Stored data entries:
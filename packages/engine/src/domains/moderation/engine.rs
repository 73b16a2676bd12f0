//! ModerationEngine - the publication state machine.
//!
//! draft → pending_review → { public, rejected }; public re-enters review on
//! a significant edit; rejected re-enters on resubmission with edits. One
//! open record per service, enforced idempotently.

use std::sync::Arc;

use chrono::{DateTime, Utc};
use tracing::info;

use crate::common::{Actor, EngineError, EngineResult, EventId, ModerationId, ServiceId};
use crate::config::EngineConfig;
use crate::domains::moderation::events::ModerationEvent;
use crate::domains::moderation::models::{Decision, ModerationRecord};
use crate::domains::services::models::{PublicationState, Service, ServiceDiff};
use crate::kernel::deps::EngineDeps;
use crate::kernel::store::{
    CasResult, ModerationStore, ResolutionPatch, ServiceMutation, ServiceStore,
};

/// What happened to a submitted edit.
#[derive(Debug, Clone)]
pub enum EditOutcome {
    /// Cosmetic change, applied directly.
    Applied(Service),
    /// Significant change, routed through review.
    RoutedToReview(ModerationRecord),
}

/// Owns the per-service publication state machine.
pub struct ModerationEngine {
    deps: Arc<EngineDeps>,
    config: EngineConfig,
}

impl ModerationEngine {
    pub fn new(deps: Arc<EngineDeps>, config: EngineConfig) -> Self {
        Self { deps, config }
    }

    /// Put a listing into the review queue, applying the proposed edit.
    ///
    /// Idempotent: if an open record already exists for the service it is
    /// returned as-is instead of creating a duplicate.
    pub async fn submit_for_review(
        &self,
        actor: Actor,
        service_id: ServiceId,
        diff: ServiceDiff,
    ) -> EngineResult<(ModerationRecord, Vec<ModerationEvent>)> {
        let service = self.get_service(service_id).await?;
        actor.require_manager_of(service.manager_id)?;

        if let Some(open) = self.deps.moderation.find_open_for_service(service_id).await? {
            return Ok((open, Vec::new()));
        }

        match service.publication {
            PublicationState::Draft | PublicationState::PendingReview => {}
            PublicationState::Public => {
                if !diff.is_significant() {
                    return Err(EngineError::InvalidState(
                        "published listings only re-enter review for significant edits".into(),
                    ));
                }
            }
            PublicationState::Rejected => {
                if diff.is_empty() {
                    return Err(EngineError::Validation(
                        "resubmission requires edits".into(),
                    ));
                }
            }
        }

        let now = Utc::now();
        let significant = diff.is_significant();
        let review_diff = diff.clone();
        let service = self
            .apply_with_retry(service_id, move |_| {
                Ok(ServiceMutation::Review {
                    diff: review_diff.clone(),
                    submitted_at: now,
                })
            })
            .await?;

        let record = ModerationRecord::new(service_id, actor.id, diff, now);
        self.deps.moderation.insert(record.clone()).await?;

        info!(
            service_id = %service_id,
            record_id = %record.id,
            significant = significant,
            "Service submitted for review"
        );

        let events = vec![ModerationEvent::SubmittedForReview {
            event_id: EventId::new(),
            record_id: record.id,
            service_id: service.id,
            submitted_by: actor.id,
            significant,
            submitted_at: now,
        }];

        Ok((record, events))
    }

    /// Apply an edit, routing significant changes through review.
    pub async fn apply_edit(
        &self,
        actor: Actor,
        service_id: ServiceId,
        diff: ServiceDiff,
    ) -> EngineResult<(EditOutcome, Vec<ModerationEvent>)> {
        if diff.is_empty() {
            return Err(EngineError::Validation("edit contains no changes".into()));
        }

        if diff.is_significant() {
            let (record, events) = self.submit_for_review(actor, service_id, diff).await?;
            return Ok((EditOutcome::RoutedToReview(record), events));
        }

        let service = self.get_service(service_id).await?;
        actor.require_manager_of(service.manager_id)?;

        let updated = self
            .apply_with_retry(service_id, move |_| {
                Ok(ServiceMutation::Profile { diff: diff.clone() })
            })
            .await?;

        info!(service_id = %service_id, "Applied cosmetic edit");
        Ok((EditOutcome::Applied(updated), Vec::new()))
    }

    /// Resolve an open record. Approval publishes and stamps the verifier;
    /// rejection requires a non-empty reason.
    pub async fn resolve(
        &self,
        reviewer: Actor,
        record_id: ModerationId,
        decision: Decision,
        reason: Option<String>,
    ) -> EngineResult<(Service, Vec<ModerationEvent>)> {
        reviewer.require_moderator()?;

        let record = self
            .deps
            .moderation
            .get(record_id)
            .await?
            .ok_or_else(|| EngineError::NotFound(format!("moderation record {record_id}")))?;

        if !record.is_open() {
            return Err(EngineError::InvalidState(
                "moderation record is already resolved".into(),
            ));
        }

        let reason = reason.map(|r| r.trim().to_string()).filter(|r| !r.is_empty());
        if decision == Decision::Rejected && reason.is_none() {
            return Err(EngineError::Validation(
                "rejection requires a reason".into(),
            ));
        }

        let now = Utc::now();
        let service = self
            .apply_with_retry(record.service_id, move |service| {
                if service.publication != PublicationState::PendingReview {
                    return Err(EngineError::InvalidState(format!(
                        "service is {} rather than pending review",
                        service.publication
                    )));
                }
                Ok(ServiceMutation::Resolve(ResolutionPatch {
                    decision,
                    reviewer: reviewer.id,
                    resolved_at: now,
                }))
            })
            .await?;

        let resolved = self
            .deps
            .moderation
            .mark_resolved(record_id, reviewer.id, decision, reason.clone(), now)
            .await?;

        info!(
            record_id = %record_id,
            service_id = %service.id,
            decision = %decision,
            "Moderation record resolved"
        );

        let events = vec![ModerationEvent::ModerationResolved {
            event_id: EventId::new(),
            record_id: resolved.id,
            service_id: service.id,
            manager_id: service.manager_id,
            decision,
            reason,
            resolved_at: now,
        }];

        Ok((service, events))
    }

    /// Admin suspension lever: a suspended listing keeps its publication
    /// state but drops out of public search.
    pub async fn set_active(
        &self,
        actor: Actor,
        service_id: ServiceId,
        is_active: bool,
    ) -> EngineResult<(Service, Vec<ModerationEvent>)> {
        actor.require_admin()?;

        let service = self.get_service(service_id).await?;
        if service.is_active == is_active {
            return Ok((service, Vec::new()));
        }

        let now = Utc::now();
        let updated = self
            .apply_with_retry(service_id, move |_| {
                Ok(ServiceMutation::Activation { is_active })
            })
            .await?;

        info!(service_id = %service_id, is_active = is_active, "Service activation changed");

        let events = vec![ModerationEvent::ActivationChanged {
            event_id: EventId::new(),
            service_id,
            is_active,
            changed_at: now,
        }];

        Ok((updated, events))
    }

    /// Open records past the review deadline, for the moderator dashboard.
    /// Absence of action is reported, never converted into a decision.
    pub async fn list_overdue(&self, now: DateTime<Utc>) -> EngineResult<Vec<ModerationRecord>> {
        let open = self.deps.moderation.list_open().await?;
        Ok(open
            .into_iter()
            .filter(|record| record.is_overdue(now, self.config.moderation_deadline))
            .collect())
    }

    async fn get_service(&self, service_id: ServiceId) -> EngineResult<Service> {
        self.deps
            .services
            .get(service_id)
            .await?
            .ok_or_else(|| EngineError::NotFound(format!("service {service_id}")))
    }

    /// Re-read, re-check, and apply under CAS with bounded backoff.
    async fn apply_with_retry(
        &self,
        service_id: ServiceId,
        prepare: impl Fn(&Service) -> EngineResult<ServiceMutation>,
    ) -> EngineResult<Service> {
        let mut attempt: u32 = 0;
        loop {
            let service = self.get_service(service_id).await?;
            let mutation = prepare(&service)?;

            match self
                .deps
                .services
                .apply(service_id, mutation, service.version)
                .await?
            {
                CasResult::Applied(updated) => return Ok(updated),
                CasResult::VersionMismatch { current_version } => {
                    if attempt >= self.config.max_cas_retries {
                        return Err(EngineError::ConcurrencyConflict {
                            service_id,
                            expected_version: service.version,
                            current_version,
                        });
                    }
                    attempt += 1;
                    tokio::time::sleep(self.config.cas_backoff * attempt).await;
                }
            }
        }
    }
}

==

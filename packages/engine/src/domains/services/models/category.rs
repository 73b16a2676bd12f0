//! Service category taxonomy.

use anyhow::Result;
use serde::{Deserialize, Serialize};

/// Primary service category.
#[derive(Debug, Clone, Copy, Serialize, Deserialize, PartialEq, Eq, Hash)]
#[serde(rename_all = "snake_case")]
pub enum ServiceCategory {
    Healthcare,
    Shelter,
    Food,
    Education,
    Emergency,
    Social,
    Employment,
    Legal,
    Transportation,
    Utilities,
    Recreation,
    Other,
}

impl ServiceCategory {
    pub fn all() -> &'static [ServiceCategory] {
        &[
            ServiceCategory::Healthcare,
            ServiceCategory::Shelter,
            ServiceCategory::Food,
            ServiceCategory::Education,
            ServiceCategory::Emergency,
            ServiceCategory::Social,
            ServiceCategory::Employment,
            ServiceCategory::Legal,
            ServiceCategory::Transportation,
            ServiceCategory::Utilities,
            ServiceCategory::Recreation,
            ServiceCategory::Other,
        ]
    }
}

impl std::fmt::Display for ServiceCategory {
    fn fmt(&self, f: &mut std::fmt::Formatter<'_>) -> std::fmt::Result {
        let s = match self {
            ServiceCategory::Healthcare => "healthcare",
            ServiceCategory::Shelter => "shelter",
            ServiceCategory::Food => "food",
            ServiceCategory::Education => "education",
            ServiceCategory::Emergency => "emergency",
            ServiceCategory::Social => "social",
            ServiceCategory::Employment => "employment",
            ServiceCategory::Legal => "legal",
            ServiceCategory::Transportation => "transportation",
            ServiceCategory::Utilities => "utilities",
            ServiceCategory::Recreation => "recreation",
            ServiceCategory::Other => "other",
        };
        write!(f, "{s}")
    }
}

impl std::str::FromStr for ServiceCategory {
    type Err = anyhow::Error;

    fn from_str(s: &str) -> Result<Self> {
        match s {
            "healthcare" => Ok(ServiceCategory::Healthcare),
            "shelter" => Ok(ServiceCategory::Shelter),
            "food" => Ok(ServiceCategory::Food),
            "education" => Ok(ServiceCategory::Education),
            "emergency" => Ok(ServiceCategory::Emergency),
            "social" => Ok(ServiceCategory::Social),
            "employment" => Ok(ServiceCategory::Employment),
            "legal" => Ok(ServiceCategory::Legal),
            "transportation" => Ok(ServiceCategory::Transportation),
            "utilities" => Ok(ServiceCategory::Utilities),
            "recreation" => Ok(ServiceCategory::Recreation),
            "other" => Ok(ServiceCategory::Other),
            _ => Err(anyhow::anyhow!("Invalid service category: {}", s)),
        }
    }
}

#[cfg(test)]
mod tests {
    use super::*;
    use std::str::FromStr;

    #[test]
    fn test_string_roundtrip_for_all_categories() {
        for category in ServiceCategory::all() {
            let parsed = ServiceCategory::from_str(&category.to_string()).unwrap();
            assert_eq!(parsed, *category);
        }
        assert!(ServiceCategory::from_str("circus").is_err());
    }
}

Prompt:
The expected answer is every line in the data above that carries the string "derive".

The completed task:
#[derive(Debug, Clone)]
#[derive(Debug, Clone, Copy, Serialize, Deserialize, PartialEq, Eq, Hash)]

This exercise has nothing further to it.